Sunday, February 06, 2011

Political Barbecue, 2011 Style

Whoever said Social Security is the third rail of politics clearly wasn't thinking about barbecue.  Michelle Obama stepped into the middle of a hornet's nest recently because of a single line in an email announcing the selection of Charlotte, North Carolina, as the site of the 2012 Democratic National Convention:
Charlotte is a city marked by its Southern charm, warm hospitality and an "up by the bootstraps" mentality that has propelled the city forward as one of the fastest-growing in the South. Vibrant, diverse and full of opportunity, the Queen City is home to innovative, hardworking folks with big hearts and open minds. And of course, great barbecue. [emphasis added]
This has brought snorts of derision from barbecue fans, including my friend John Shelton Reed, who always seems to come off with a great zinger for situations like these.  "Complete the sentence," he told an Associated Press reporter.  "As a barbecue town, Charlotte is one, not what it used to be; two, like Minneapolis for gumbo; three, good enough for Yankees; four, not far from Shelby."
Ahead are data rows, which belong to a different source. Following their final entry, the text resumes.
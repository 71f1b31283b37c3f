//! Application configuration
//!
//! Read-only settings loaded from `config.toml` in the platform config
//! directory. Missing files and missing keys fall back to defaults.

use std::fs;
use std::path::{Path, PathBuf};
use std::time::Duration;

use directories::ProjectDirs;
use serde::{Deserialize, Serialize};

use crate::error::{RideError, Result};

/// Application configuration
#[derive(Debug, Clone, PartialEq, Eq, Serialize, Deserialize)]
pub struct Config {
    /// Delay between confirming a ride and the driver being assigned
    #[serde(default = "default_assignment_delay")]
    pub driver_assignment_delay_ms: u64,

    /// UI tick interval, drives the spinner
    #[serde(default = "default_tick_rate")]
    pub tick_rate_ms: u64,
}

fn default_assignment_delay() -> u64 {
    3000
}

fn default_tick_rate() -> u64 {
    250
}

impl Default for Config {
    fn default() -> Self {
        Self {
            driver_assignment_delay_ms: default_assignment_delay(),
            tick_rate_ms: default_tick_rate(),
        }
    }
}

impl Config {
    /// Load configuration from the default location, or defaults if absent
    pub fn load() -> Result<Self> {
        Self::load_from(&Self::config_path()?)
    }

    /// Load configuration from an explicit path, or defaults if absent
    pub fn load_from(path: &Path) -> Result<Self> {
        if !path.exists() {
            return Ok(Config::default());
        }

        let contents = fs::read_to_string(path)?;
        let config: Config = toml::from_str(&contents)?;
        config.validate()?;
        Ok(config)
    }

    fn validate(&self) -> Result<()> {
        if self.tick_rate_ms == 0 {
            return Err(RideError::Config(
                "tick_rate_ms must be greater than zero".into(),
            ));
        }
        Ok(())
    }

    /// Get the configuration file path
    pub fn config_path() -> Result<PathBuf> {
        let project_dirs = ProjectDirs::from("com", "ridehail", "ridehail")
            .ok_or_else(|| RideError::Config("Could not determine config directory".into()))?;

        Ok(project_dirs.config_dir().join("config.toml"))
    }

    pub fn driver_assignment_delay(&self) -> Duration {
        Duration::from_millis(self.driver_assignment_delay_ms)
    }

    pub fn tick_rate(&self) -> Duration {
        Duration::from_millis(self.tick_rate_ms)
    }

    /// Render as TOML for display
    pub fn to_toml(&self) -> Result<String> {
        toml::to_string_pretty(self).map_err(|e| RideError::Config(e.to_string()))
    }
}

#[cfg(test)]
mod tests {
    use super::*;

    #[test]
    fn test_default_config() {
        let config = Config::default();
        assert_eq!(config.driver_assignment_delay(), Duration::from_secs(3));
        assert_eq!(config.tick_rate_ms, 250);
    }

    #[test]
    fn test_missing_file_uses_defaults() {
        let dir = tempfile::tempdir().unwrap();
        let config = Config::load_from(&dir.path().join("config.toml")).unwrap();
        assert_eq!(config, Config::default());
    }

    #[test]
    fn test_partial_file() {
        let dir = tempfile::tempdir().unwrap();
        let path = dir.path().join("config.toml");
        fs::write(&path, "driver_assignment_delay_ms = 500\n").unwrap();

        let config = Config::load_from(&path).unwrap();
        assert_eq!(config.driver_assignment_delay_ms, 500);
        assert_eq!(config.tick_rate_ms, 250);
    }

    #[test]
    fn test_invalid_file() {
        let dir = tempfile::tempdir().unwrap();
        let path = dir.path().join("config.toml");
        fs::write(&path, "driver_assignment_delay_ms = \"soon\"\n").unwrap();
        assert!(matches!(Config::load_from(&path), Err(RideError::Toml(_))));

        fs::write(&path, "tick_rate_ms = 0\n").unwrap();
        assert!(matches!(Config::load_from(&path), Err(RideError::Config(_))));
    }

    #[test]
    fn test_to_toml() {
        let rendered = Config::default().to_toml().unwrap();
        assert!(rendered.contains("driver_assignment_delay_ms = 3000"));
        assert!(rendered.contains("tick_rate_ms = 250"));
    }
}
The answer, of course, is number four.  And, the owners of two of Shelby's classic barbecue joints--Red Bridges Barbecue Lodge and Alston Bridges Barbecue--quickly extended invitations for the first lady to come in and find out what great North Carolina barbecue really tastes like.
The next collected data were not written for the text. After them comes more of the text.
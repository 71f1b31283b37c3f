//! Event handling for TUI

use std::time::Duration;

use crossterm::event::{self, Event as CrosstermEvent, KeyCode, KeyEvent, KeyEventKind, KeyModifiers};
use tokio::sync::mpsc;
use tokio::time::interval;

/// Terminal events
#[derive(Debug, Clone)]
pub enum AppEvent {
    /// Keyboard event
    Key(KeyEvent),
    /// Terminal resize
    Resize(u16, u16),
    /// Tick event for the spinner
    Tick,
}

/// Event handler for the TUI
pub struct EventHandler {
    rx: mpsc::Receiver<AppEvent>,
    /// Handle to the event task for cleanup
    task: tokio::task::JoinHandle<()>,
}

impl EventHandler {
    /// Create a new event handler
    pub fn new(tick_rate: Duration) -> Self {
        let (tx, rx) = mpsc::channel(100);

        let task = tokio::spawn(async move {
            let mut tick_interval = interval(tick_rate);

            loop {
                tokio::select! {
                    _ = tick_interval.tick() => {
                        if tx.send(AppEvent::Tick).await.is_err() {
                            break;
                        }
                    }
                    result = tokio::task::spawn_blocking(|| {
                        event::poll(Duration::from_millis(50)).unwrap_or(false)
                    }) => {
                        // Only read if poll() returned true (event is ready)
                        if !result.unwrap_or(false) {
                            continue;
                        }
                        let app_event = match event::read() {
                            // Windows reports key releases too
                            Ok(CrosstermEvent::Key(key)) if key.kind == KeyEventKind::Press => {
                                Some(AppEvent::Key(key))
                            }
                            Ok(CrosstermEvent::Resize(w, h)) => Some(AppEvent::Resize(w, h)),
                            _ => None,
                        };

                        if let Some(event) = app_event {
                            if tx.send(event).await.is_err() {
                                break;
                            }
                        }
                    }
                }
            }
        });

        Self { rx, task }
    }

    /// Get the next event
    pub async fn next(&mut self) -> Option<AppEvent> {
        self.rx.recv().await
    }
}

impl Drop for EventHandler {
    fn drop(&mut self) {
        self.task.abort();
    }
}

/// Ctrl+C quits from anywhere, including text input
pub fn is_force_quit_key(key: &KeyEvent) -> bool {
    key.code == KeyCode::Char('c') && key.modifiers.contains(KeyModifiers::CONTROL)
}

/// Helper to check for quit key combinations
pub fn is_quit_key(key: &KeyEvent) -> bool {
    matches!(
        key,
        KeyEvent {
            code: KeyCode::Char('q'),
            modifiers: KeyModifiers::NONE,
            ..
        }
    ) || is_force_quit_key(key)
}

/// Helper to check for back/escape key
pub fn is_back_key(key: &KeyEvent) -> bool {
    matches!(
        key,
        KeyEvent {
            code: KeyCode::Esc,
            ..
        } | KeyEvent {
            code: KeyCode::Backspace,
            modifiers: KeyModifiers::NONE,
            ..
        } | KeyEvent {
            code: KeyCode::Char('b'),
            modifiers: KeyModifiers::NONE,
            ..
        }
    )
}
In the spirit of fairness to Mrs. Obama, I do feel compelled to point out that the other contenders for hosting the convention were St. Louis, Minneapolis, and Cleveland.  While partisans of St. Louis and their eponymous ribs might lodge an objection (one that would be summarily overruled), surely no one would dispute that when choosing among Minneapolis, Cleveland, and Charlotte, if "quality of barbecue to be obtained therein" is one of your criteria Charlotte is going to come out far and away the winner.  Bill Spoon's Barbecue on South Boulevard alone is enough to clinch the victory.

 It does make you wonder, though, whether Lexington, N.C., was ever seriously considered for the convention.  They do have a Holiday Inn Express with a 700-square foot meeting room, including a built-in LCD projector and screen, that might just do the trick.   And no one would argue with you about the quality of the barbecue.

Except people in eastern North Carolina, of course.


John Reed said...

I love it that the mayor of Charlotte told that he'd had good barbecue in Charlotte "brought in by truck." That's class. An Atlantan would have got all huffy and defensive. Meanwhile, the Charlotte tourist people said something about how Mario Batali likes the barbecue at one place in the Queen City. QED.

Robert said...

I totally agree: it's refreshing to see a mayor with a streak of honesty for a change!